Studies have repeatedly shown a startling level of self-harm and mental illness reported by LGBTI school students. Trans students are particularly at risk. In 2015, Daly and colleagues began a tour of schools. Shocking stories included one in which a teacher singled out a trans pupils for ridicule in front of the class. More commonly, though, staff told them the same story: we just don't know what we're allowed to say about gay relationships. 

This is the point, according to Daly - retraining, or rather the lack of it. For some of those teachers trained during the 1980s and 1990s, when Section 28 prevented local authorities from "promoting homosexuality", confusion still reigns about what they can and cannot teach - or even mention in front of their pupils. 

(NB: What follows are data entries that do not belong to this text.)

//! Error types for roomsync.
//!
//! The taxonomy mirrors how the sync engine reacts to a failure: a
//! structured server error ([`Error::Api`]) is fatal and stops the loop, a
//! cancellation is expected during shutdown, and everything else that comes
//! out of the transport is retriable. Variants carry plain strings so the
//! whole enum stays `Clone`, which lets coalesced pagination futures share
//! one result between callers.

use thiserror::Error;

/// roomsync error type.
#[derive(Debug, Clone, Error, PartialEq, Eq)]
pub enum Error {
    /// The server returned a structured Matrix error. Never retried.
    #[error("api error {errcode}: {message}")]
    Api { errcode: String, message: String },

    /// The in-flight request was cancelled by the caller.
    #[error("request cancelled")]
    Cancelled,

    /// Transport-level failure (timeout, connection reset). Retriable.
    #[error("transport error: {0}")]
    Transport(String),

    /// A payload could not be serialized or deserialized.
    #[error("serialization error: {0}")]
    Serialization(String),

    /// Persistence backend failure.
    #[error("store error: {0}")]
    Store(String),

    /// An operation was attempted in the wrong lifecycle state.
    #[error("invalid state: {0}")]
    InvalidState(String),

    /// The room is not (or no longer) known to the client.
    #[error("unknown room: {0}")]
    UnknownRoom(String),
}

impl Error {
    /// Fatal errors stop the sync loop and are propagated to the caller.
    pub fn is_fatal(&self) -> bool {
        matches!(self, Error::Api { .. })
    }

    pub fn is_cancelled(&self) -> bool {
        matches!(self, Error::Cancelled)
    }
}

impl From<serde_json::Error> for Error {
    fn from(err: serde_json::Error) -> Self {
        Error::Serialization(err.to_string())
    }
}

/// Result type for roomsync operations.
pub type Result<T> = std::result::Result<T, Error>;

#[cfg(test)]
mod tests {
    use super::*;
    use test_log::test;

    #[test]
    fn test_error_display() {
        let err = Error::Api {
            errcode: "M_UNKNOWN_TOKEN".into(),
            message: "Invalid access token".into(),
        };
        assert_eq!(
            err.to_string(),
            "api error M_UNKNOWN_TOKEN: Invalid access token"
        );

        let err = Error::Transport("connection reset".into());
        assert_eq!(err.to_string(), "transport error: connection reset");
    }

    #[test]
    fn test_fatality_classification() {
        assert!(Error::Api {
            errcode: "M_FORBIDDEN".into(),
            message: "nope".into()
        }
        .is_fatal());
        assert!(!Error::Transport("timeout".into()).is_fatal());
        assert!(!Error::Cancelled.is_fatal());
        assert!(Error::Cancelled.is_cancelled());
    }

    #[test]
    fn test_serde_error_conversion() {
        let json_err = serde_json::from_str::<serde_json::Value>("not json").unwrap_err();
        let err: Error = json_err.into();
        assert!(matches!(err, Error::Serialization(_)));
    }
}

The infamous clause was specific in its homophobia: the "acceptability of homosexuality as a pretended family relationship" could not be mentioned in schools. But it's been 17 years since the clause was repealed in Scotland - indeed, it was one of the very first acts of the new Scottish Parliament (the rest of the UK followed suit three years later). Why are we still hearing this archaic language? 

"We repealed, we clapped and cheered, and then we just forgot," Daly says. After the bitter campaign in Scotland, in which an alliance of churches led by millionaire businessman Brian Souter poured money into "Keeping the Clause", the government was pleased with its victory, which seemed to establish Holyrood as a progressive political space early on in the life of the parliament. But without updating the curriculum or retraining teaching staff, Daly argues, it left a "massive vacuum" of uncertainty. 

The Stonewall research suggests a similar confusion is likely across the UK. Daly doesn't believe the situation in Scotland is notably worse than in England, and disputes the oft-cited allegation that the issue is somehow worse in Scotland's denominational schools. Homophobia may be "wrapped up in the language of religious belief" in certain schools, he says, but it's "just as much of a problem elsewhere. The TIE campaign doesn't have different strategies for different schools." 

After initial disappointments - their thousands-strong petition to change the curriculum was thrown out by parliament in 2016 - the campaign has won the support of leaders such as Nicola Sturgeon and Kezia Dugdale, and recently, the backing of a majority of MSPs. The Scottish government has set up a working group, and promised a national strategy. 

But for Daly, who himself struggled at a young age with his sexuality and society's failure to accept it, the matter remains an urgent one.  At just 21, he can reel off countless painful stories of young LGBTI students - some of which end in tragedy. One of the saddest elements of the story from St Kentigern's is that the pupil claimed his school was the safest place he had to express his identity, because he was not out at home. Perhaps for a gay pupil in ten years time, that will be a guarantee.